• Exercise goal
Exactly as written, copy the lines of the data below from the first through the one containing "#[derive(Clone)]".

• Given records
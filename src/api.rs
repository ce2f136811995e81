//! HTTP API handlers for Clientele.
//!
//! Every handler logs its outcome through structured tracing and maps
//! failures to a status code. Import failures also carry a single
//! human-readable message in an `{"error": ...}` body.

use axum::{
    Json, Router,
    extract::{Path, Query, State},
    http::StatusCode,
    response::IntoResponse,
    routing::{delete, get, post},
};
use chrono::Utc;
use serde::{Deserialize, Serialize};
use tower::ServiceBuilder;
use tower_http::trace::TraceLayer;
use tracing::{info, instrument, warn};

use crate::aggregation::refresh_all_clients;
use crate::dedup;
use crate::error::ImportError;
use crate::import::import_csv;
use crate::model::{
    CleanReport, Client, ClientDetail, DuplicateReport, ImportReport, ImportRequest, Lifecycle,
    ManualPrestation, Prestation, RefreshResponse, TransferRequest,
};
use crate::records;
use crate::storage::Storage;

/// Application state shared across handlers.
#[derive(Clone)]
pub struct AppState {
    pub storage: Storage,
}

/// Body of failed requests that explain themselves.
#[derive(Debug, Clone, Serialize)]
pub struct ErrorResponse {
    pub error: String,
}

type ApiError = (StatusCode, Json<ErrorResponse>);

fn api_error(status: StatusCode, error: impl ToString) -> ApiError {
    (
        status,
        Json(ErrorResponse {
            error: error.to_string(),
        }),
    )
}

/// Query parameters for GET /clients.
#[derive(Debug, Deserialize)]
pub struct ClientsQuery {
    /// Only clients in this lifecycle state.
    pub lifecycle: Option<Lifecycle>,

    /// Only VIP (`true`) or non-VIP (`false`) clients.
    pub vip: Option<bool>,
}

/// Build the application router.
pub fn router(state: AppState) -> Router {
    Router::new()
        .route("/health", get(health_check))
        .route("/import", post(post_import))
        .route("/clients", get(get_clients))
        .route("/clients/refresh", post(post_refresh_clients))
        .route("/clients/:id", get(get_client))
        .route("/prestations", post(post_prestation))
        .route("/prestations/:id", delete(delete_prestation))
        .route("/prestations/:id/transfer", post(post_transfer))
        .route("/duplicates", get(get_duplicates))
        .route("/duplicates/clean", post(post_clean_duplicates))
        .layer(ServiceBuilder::new().layer(TraceLayer::new_for_http()))
        .with_state(state)
}

/// POST /import - Import a clients table and a prestations table.
///
/// # Request Body
///
/// ```json
/// {
///     "clients_csv": "nom,adresse\nJean Dupont,Lyon\n",
///     "prestations_csv": "client,date,montant\nACME Corp,15/03/2024,1200\n"
/// }
/// ```
///
/// # Response
///
/// ```json
/// {
///     "clients_upserted": 2,
///     "prestations_upserted": 1,
///     "clients_segmented": 2,
///     "rows_skipped": 0,
///     "batches_committed": 1
/// }
/// ```
///
/// A missing column or malformed CSV answers `422` with `{"error": "..."}`.
#[instrument(skip_all)]
pub async fn post_import(
    State(state): State<AppState>,
    Json(request): Json<ImportRequest>,
) -> Result<Json<ImportReport>, ApiError> {
    match import_csv(
        &state.storage,
        &request.clients_csv,
        &request.prestations_csv,
        Utc::now(),
    )
    .await
    {
        Ok(report) => {
            info!(
                clients = report.clients_upserted,
                prestations = report.prestations_upserted,
                "Import completed"
            );
            Ok(Json(report))
        }
        Err(e) => {
            warn!(error = %e, "Import rejected");
            let status = match e {
                ImportError::MissingColumn { .. } | ImportError::Csv(_) => {
                    StatusCode::UNPROCESSABLE_ENTITY
                }
                // A fresh pipeline is never `NotIdle`
                ImportError::Storage(_) | ImportError::NotIdle(_) => {
                    StatusCode::INTERNAL_SERVER_ERROR
                }
            };
            Err(api_error(status, e))
        }
    }
}

/// GET /clients - List clients, optionally filtered by segment.
#[instrument(skip(state))]
pub async fn get_clients(
    State(state): State<AppState>,
    Query(query): Query<ClientsQuery>,
) -> Result<Json<Vec<Client>>, StatusCode> {
    match state.storage.list_clients().await {
        Ok(clients) => {
            let clients: Vec<Client> = clients
                .into_iter()
                .filter(|c| query.lifecycle.is_none_or(|l| c.segmentation.lifecycle == l))
                .filter(|c| query.vip.is_none_or(|vip| c.segmentation.vip == vip))
                .collect();
            info!(client_count = clients.len(), "Clients listed");
            Ok(Json(clients))
        }
        Err(e) => {
            warn!(error = %e, "Failed to list clients");
            Err(StatusCode::INTERNAL_SERVER_ERROR)
        }
    }
}

/// GET /clients/:id - A client with its prestations.
#[instrument(skip(state))]
pub async fn get_client(
    State(state): State<AppState>,
    Path(id): Path<String>,
) -> Result<Json<ClientDetail>, StatusCode> {
    let client = match state.storage.get_client(&id).await {
        Ok(Some(client)) => client,
        Ok(None) => return Err(StatusCode::NOT_FOUND),
        Err(e) => {
            warn!(client_id = %id, error = %e, "Failed to fetch client");
            return Err(StatusCode::INTERNAL_SERVER_ERROR);
        }
    };

    match state.storage.list_client_prestations(&id).await {
        Ok(prestations) => Ok(Json(ClientDetail {
            client,
            prestations,
        })),
        Err(e) => {
            warn!(client_id = %id, error = %e, "Failed to fetch client prestations");
            Err(StatusCode::INTERNAL_SERVER_ERROR)
        }
    }
}

/// POST /clients/refresh - Recompute stats and segmentation of every client.
#[instrument(skip(state))]
pub async fn post_refresh_clients(
    State(state): State<AppState>,
) -> Result<Json<RefreshResponse>, StatusCode> {
    match refresh_all_clients(&state.storage, Utc::now()).await {
        Ok(clients_segmented) => Ok(Json(RefreshResponse { clients_segmented })),
        Err(e) => {
            warn!(error = %e, "Failed to refresh clients");
            Err(StatusCode::INTERNAL_SERVER_ERROR)
        }
    }
}

/// POST /prestations - Record a prestation by hand.
///
/// # Request Body
///
/// ```json
/// {
///     "client_name": "Claire Martin",
///     "date": "2024-06-01",
///     "amount": 800.0,
///     "invoice_number": "F-2024-001",
///     "reference": "Mariage",
///     "description": "Soirée dansante"
/// }
/// ```
///
/// Returns `201 Created` with the stored prestation.
#[instrument(skip_all)]
pub async fn post_prestation(
    State(state): State<AppState>,
    Json(entry): Json<ManualPrestation>,
) -> Result<(StatusCode, Json<Prestation>), ApiError> {
    if entry.client_name.trim().is_empty() {
        return Err(api_error(StatusCode::BAD_REQUEST, "client name is required"));
    }

    match records::record_manual_prestation(&state.storage, &entry, Utc::now()).await {
        Ok(prestation) => Ok((StatusCode::CREATED, Json(prestation))),
        Err(e) => {
            warn!(error = %e, "Failed to record prestation");
            Err(api_error(StatusCode::INTERNAL_SERVER_ERROR, e))
        }
    }
}

/// DELETE /prestations/:id - Delete a prestation.
#[instrument(skip(state))]
pub async fn delete_prestation(
    State(state): State<AppState>,
    Path(id): Path<String>,
) -> impl IntoResponse {
    match records::delete_prestation(&state.storage, &id, Utc::now()).await {
        Ok(true) => StatusCode::NO_CONTENT,
        Ok(false) => StatusCode::NOT_FOUND,
        Err(e) => {
            warn!(prestation_id = %id, error = %e, "Failed to delete prestation");
            StatusCode::INTERNAL_SERVER_ERROR
        }
    }
}

/// POST /prestations/:id/transfer - Move a prestation to another client.
///
/// # Request Body
///
/// ```json
/// { "client_id": "client_0123456789abcdef0123" }
/// ```
///
/// `404` if the prestation or the target client does not exist.
#[instrument(skip(state))]
pub async fn post_transfer(
    State(state): State<AppState>,
    Path(id): Path<String>,
    Json(request): Json<TransferRequest>,
) -> Result<Json<Prestation>, StatusCode> {
    match records::transfer_prestation(&state.storage, &id, &request.client_id, Utc::now()).await {
        Ok(Some(prestation)) => Ok(Json(prestation)),
        Ok(None) => Err(StatusCode::NOT_FOUND),
        Err(e) => {
            warn!(prestation_id = %id, error = %e, "Failed to transfer prestation");
            Err(StatusCode::INTERNAL_SERVER_ERROR)
        }
    }
}

/// GET /duplicates - Count duplicate prestations without removing them.
///
/// # Response
///
/// ```json
/// { "groups": 1, "duplicates_removable": 1, "total_records": 3 }
/// ```
#[instrument(skip(state))]
pub async fn get_duplicates(
    State(state): State<AppState>,
) -> Result<Json<DuplicateReport>, StatusCode> {
    match dedup::detect(&state.storage).await {
        Ok(report) => Ok(Json(report)),
        Err(e) => {
            warn!(error = %e, "Failed to scan for duplicates");
            Err(StatusCode::INTERNAL_SERVER_ERROR)
        }
    }
}

/// POST /duplicates/clean - Delete redundant duplicate prestations.
///
/// # Response
///
/// ```json
/// { "deleted": 1, "kept": 2 }
/// ```
#[instrument(skip(state))]
pub async fn post_clean_duplicates(
    State(state): State<AppState>,
) -> Result<Json<CleanReport>, StatusCode> {
    match dedup::clean(&state.storage, Utc::now()).await {
        Ok(report) => Ok(Json(report)),
        Err(e) => {
            warn!(error = %e, "Failed to clean duplicates");
            Err(StatusCode::INTERNAL_SERVER_ERROR)
        }
    }
}

/// GET /health - Simple health check endpoint.
pub async fn health_check() -> impl IntoResponse {
    StatusCode::OK
}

• Exercise answer
filename src/api.rs
repository ce2f136811995e81
//! HTTP API handlers for Clientele.
//!
//! Every handler logs its outcome through structured tracing and maps
//! failures to a status code. Import failures also carry a single
//! human-readable message in an `{"error": ...}` body.

use axum::{
    Json, Router,
    extract::{Path, Query, State},
    http::StatusCode,
    response::IntoResponse,
    routing::{delete, get, post},
};
use chrono::Utc;
use serde::{Deserialize, Serialize};
use tower::ServiceBuilder;
use tower_http::trace::TraceLayer;
use tracing::{info, instrument, warn};

use crate::aggregation::refresh_all_clients;
use crate::dedup;
use crate::error::ImportError;
use crate::import::import_csv;
use crate::model::{
    CleanReport, Client, ClientDetail, DuplicateReport, ImportReport, ImportRequest, Lifecycle,
    ManualPrestation, Prestation, RefreshResponse, TransferRequest,
};
use crate::records;
use crate::storage::Storage;

/// Application state shared across handlers.
#[derive(Clone)]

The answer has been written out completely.